Apache & CGI / Userprofile

[S.Neinawaie]

Herzlichen Dank für eure Antworten - würde mich natürlich über weitere Erfahrungsberichte freuen.

Danke,
Sam

[Fuerchau]

Bei Standardberechtigungen steht ja eigentlich alles auf *PUBLIC *USE. Somit kommen auch die QTM-Profile an alle Anwendungsdaten.
Mit dem "App"-User und Ausführung *OWNER gibt es keinesfalls Probleme.
Man sollte jedoch nicht auf die Idee verfallen, allen "externen" Usern der Web-Anwendung AS/400-Profile zuzuweisen. Das kann schnell in die Millionen gehen und sprengt de Rahmen.
Hier ist eine eigene User/Kennwort-Verwaltung erforderlich.

[AG1965_2]

Erspar' Dir den RPG-CGI-Ausflug, den nahezu jeder anfangs unternimmt - php ist viel praktischer. Und von dort aus kannst du noch immer Deine RPG-Programme aufrufen.
LG Toni

[BenderD]

Bei Standardberechtigungen steht ja eigentlich alles auf *PUBLIC *USE.

... was einen groben Schnitzer darstellt. BTW: Standard für Daten ist SQL und da steht alles auf *PUBLIC *EXCLUDE und das ist auch gut so!!!

D*B

[Fuerchau]

Aber nur, wenn ich auch die "Collection", also Lib per CREATE SCHEMA erstellt habe.
Ansonsten zieht auch bei SQL die CRTAUT, die beim CRTLIB auf *SYSVAL und somit auf QCRTAUT und da sogar auf *CHANGE steht.
Gefährlich wird es dann, wenn man nun den Systemwert einfach auf *EXCLUDE setzt da dies sofort auf alle Libs mit *SYSVAL wirkt.
Auch wenn viele mit SQL arbeiten, wird meist mit CRTLIB erstellt.

[BenderD]

Aber nur, wenn ich auch die "Collection", also Lib per CREATE SCHEMA erstellt habe.
Ansonsten zieht auch bei SQL die CRTAUT, die beim CRTLIB auf *SYSVAL und somit auf QCRTAUT und da sogar auf *CHANGE steht.
Gefährlich wird es dann, wenn man nun den Systemwert einfach auf *EXCLUDE setzt da dies sofort auf alle Libs mit *SYSVAL wirkt.
Auch wenn viele mit SQL arbeiten, wird meist mit CRTLIB erstellt.

... Bibliotheken mit Produktionsdaten müssen immer public exclude sein, berechtigen kann man die dann immer noch, am einfachsten über eine AUTL, die man auch noch beim CRTAUT der Lib eintragen kann.

D*B

[AG1965_2]

Wenn Du die Hardcore-Antwort möchtest, wenn der Apache nur File-Server spielt:
Du kannst z.B. bei Basic Authentication mit der Benutzer-Id, die der Client angibt, arbeiten.
Nur macht das - schon allein aus optischen Gründen und Goodies wie Password-Rücksetz-Mails - heutzutage eigentlich niemand mehr.

Berechtigungen werden in der Applikation abgefackelt, die Applikation hat das Recht, auf die Daten zuzugreifen, ein Benutzer nicht (unbedingt) und ein Web-Benutzer schon gar nicht.

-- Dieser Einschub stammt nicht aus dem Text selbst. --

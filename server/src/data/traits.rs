//! Repository trait for the portal store
//!
//! Domain services talk to the store only through [`PortalRepository`]; the
//! SQLite backend implements it for `Arc<SqliteService>`.

use async_trait::async_trait;

use crate::data::error::DataError;
use crate::data::types::{
    ActivityEvent, ActivityFilter, ActivityKind, AdminActivitySummary, EngagementFact, GrantRef,
    GrantRow, Interaction, LikeToggle, ListActivityParams, ListResourcesParams, ListSchoolActivityParams,
    NewLogEntry, ResourceRow, ResourceStats, ResourceSummary, SchoolActivityFilter,
    SchoolActivityRow, UserRow,
};

#[async_trait]
pub trait PortalRepository: Send + Sync {
    // ==================== Users ====================

    async fn get_user(&self, id: i64) -> Result<Option<UserRow>, DataError>;

    /// `(role, count)` pairs
    async fn count_users_by_role(&self) -> Result<Vec<(String, i64)>, DataError>;

    // ==================== Resources ====================

    async fn get_resource(&self, id: i64) -> Result<Option<ResourceRow>, DataError>;

    async fn list_resources(
        &self,
        params: &ListResourcesParams,
    ) -> Result<(Vec<ResourceSummary>, u64), DataError>;

    async fn resource_stats(&self, id: i64) -> Result<Option<ResourceStats>, DataError>;

    /// `(status, count)` pairs
    async fn count_resources_by_status(&self) -> Result<Vec<(String, i64)>, DataError>;

    // ==================== Permission grants ====================

    async fn list_grants(&self, school_id: i64) -> Result<Vec<GrantRow>, DataError>;

    async fn has_grant(&self, school_id: i64, grant: GrantRef) -> Result<bool, DataError>;

    /// Replace the full grant set in one transaction
    async fn replace_grants(
        &self,
        school_id: i64,
        grants: &[GrantRef],
        audit: &NewLogEntry,
    ) -> Result<u64, DataError>;

    /// Idempotent union with the existing grant set
    async fn add_grants(
        &self,
        school_id: i64,
        grants: &[GrantRef],
        audit: &NewLogEntry,
    ) -> Result<u64, DataError>;

    async fn remove_grants(
        &self,
        school_id: i64,
        grants: &[GrantRef],
        audit: &NewLogEntry,
    ) -> Result<u64, DataError>;

    // ==================== Engagement ====================

    async fn record_view(&self, interaction: &Interaction) -> Result<i64, DataError>;

    async fn record_download(&self, interaction: &Interaction) -> Result<i64, DataError>;

    async fn toggle_like(&self, resource_id: i64, user_id: i64) -> Result<LikeToggle, DataError>;

    async fn count_facts(&self, fact: EngagementFact) -> Result<i64, DataError>;

    // ==================== Activity ====================

    /// First `window` events of one source in feed order
    async fn list_activity_source(
        &self,
        kind: ActivityKind,
        params: &ListActivityParams,
        window: u64,
    ) -> Result<Vec<ActivityEvent>, DataError>;

    async fn count_activity_source(
        &self,
        kind: ActivityKind,
        filter: &ActivityFilter,
    ) -> Result<u64, DataError>;

    async fn list_school_activity(
        &self,
        params: &ListSchoolActivityParams,
    ) -> Result<Vec<SchoolActivityRow>, DataError>;

    async fn count_school_activity(&self, filter: &SchoolActivityFilter)
    -> Result<u64, DataError>;

    async fn admin_activity(&self, admin_id: i64) -> Result<AdminActivitySummary, DataError>;
}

Den gibt es dann nämlich gar nicht als echten IBM i - User.

Aber wenn Du noch immer sehen willst, wie das geht, Shlomo Vanunu hat das beschrieben:
https://support.zend.com/hc/en-us/ar...-user-profiles
(Es handelt sich in jedem Fall um einen Dialog Client <--> Server in HTTP. Das kannst Du auch per CGI oder php produzieren. In dem Fall führen wirklich sehr, sehr viele Wege ans Ziel.)